(Work to be completed) How many lines in the data below contain the word "Janitor"? State only the number.

_ _ _ _ _ _ _

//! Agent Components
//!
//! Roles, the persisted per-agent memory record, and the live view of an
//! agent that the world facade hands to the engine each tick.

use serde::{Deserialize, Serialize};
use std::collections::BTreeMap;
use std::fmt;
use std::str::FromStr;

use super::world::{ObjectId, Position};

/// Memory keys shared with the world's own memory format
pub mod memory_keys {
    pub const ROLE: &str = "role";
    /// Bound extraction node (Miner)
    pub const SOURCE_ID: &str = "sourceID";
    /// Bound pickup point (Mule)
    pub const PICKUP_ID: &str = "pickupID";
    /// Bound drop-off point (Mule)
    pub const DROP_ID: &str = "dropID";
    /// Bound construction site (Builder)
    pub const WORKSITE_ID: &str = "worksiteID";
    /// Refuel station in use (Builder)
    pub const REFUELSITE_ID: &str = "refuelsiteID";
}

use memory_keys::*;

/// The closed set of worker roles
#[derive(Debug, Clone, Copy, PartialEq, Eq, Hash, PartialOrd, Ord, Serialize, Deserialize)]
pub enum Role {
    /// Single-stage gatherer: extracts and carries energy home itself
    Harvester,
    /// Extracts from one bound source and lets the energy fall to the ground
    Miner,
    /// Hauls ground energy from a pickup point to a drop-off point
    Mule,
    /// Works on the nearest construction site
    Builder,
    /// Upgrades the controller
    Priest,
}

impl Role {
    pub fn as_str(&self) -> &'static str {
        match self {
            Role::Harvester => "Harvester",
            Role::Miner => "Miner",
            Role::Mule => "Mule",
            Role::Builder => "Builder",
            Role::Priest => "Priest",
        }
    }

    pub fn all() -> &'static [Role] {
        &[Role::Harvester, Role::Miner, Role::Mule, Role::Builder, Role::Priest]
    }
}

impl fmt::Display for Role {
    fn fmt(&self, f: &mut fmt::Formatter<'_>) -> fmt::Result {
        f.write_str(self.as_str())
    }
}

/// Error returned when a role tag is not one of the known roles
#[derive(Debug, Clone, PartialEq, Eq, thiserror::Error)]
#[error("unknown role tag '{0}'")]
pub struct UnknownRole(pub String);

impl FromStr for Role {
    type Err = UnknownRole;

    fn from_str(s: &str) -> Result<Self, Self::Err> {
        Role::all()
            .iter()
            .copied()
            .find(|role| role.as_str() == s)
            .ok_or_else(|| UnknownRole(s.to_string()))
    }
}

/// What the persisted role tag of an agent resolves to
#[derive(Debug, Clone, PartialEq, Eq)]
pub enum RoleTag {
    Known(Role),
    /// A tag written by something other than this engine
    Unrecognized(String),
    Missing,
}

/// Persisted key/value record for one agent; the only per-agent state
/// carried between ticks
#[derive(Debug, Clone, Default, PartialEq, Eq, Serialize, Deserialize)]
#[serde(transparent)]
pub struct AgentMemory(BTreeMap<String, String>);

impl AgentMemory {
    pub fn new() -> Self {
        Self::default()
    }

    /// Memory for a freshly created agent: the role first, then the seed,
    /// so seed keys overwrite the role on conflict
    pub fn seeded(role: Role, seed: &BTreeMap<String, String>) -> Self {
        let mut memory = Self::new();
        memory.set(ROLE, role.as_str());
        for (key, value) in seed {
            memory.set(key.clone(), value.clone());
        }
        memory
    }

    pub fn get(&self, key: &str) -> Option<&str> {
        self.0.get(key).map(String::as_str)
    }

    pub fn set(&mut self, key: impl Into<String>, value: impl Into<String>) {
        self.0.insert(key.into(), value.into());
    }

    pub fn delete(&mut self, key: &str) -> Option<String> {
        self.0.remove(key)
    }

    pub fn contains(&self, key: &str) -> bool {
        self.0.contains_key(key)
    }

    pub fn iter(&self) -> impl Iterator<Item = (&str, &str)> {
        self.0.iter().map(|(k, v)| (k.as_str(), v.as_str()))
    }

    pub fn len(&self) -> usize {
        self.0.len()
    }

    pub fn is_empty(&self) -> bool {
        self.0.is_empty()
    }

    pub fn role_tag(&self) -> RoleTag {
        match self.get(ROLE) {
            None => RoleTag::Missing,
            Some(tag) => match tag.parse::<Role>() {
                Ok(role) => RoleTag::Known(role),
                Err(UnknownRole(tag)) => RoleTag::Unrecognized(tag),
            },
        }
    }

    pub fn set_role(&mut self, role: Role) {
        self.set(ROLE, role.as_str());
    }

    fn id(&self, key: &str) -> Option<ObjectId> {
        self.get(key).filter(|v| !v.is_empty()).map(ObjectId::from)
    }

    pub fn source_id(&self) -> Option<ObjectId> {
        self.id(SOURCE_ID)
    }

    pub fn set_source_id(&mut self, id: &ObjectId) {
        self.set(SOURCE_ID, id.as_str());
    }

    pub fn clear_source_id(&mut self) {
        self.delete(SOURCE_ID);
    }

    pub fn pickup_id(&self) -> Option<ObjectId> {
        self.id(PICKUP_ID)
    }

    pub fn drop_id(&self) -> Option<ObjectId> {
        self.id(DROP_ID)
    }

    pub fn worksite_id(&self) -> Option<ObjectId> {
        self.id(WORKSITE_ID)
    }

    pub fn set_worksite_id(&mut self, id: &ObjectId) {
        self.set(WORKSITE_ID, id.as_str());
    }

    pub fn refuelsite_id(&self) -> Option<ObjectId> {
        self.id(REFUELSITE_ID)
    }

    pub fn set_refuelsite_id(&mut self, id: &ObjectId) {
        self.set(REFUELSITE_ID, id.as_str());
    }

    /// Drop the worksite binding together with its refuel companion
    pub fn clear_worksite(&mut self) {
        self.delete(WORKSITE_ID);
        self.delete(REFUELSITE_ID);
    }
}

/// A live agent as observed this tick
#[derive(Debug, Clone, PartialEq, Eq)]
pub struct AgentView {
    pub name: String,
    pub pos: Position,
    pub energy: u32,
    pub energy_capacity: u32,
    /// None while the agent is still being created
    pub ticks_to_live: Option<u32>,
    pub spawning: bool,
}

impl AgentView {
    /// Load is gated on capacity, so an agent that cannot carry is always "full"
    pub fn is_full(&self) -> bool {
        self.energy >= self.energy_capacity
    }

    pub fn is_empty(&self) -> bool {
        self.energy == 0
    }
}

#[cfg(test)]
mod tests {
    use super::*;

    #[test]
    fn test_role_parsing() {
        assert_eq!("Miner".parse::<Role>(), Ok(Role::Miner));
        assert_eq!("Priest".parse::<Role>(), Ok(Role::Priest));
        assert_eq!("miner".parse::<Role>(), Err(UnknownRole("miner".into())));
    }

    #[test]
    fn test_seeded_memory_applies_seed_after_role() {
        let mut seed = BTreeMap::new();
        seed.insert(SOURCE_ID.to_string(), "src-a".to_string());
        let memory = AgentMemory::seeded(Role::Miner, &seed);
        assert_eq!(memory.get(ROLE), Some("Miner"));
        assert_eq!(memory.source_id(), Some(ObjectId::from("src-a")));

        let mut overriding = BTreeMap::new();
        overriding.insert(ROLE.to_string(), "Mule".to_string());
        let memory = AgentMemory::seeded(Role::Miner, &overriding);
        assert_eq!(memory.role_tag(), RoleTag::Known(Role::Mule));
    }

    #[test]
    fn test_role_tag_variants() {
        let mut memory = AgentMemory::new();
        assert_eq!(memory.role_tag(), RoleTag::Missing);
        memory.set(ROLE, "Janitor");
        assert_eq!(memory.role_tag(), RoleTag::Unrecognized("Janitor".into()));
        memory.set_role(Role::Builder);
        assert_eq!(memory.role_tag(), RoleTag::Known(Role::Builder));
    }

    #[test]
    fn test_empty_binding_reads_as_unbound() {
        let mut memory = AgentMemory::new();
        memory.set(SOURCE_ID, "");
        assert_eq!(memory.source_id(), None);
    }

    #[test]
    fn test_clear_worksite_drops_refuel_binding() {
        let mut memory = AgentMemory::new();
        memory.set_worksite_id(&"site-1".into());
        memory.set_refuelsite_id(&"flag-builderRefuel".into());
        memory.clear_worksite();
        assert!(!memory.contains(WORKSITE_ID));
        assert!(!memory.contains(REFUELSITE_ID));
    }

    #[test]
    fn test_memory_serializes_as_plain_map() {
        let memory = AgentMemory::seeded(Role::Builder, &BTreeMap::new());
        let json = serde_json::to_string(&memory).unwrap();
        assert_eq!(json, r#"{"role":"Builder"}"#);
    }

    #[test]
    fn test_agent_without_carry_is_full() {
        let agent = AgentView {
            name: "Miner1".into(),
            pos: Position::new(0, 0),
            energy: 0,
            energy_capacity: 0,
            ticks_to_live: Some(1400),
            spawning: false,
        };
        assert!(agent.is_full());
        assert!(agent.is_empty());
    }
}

_ _ _ _ _ _ _

(Answer below) 2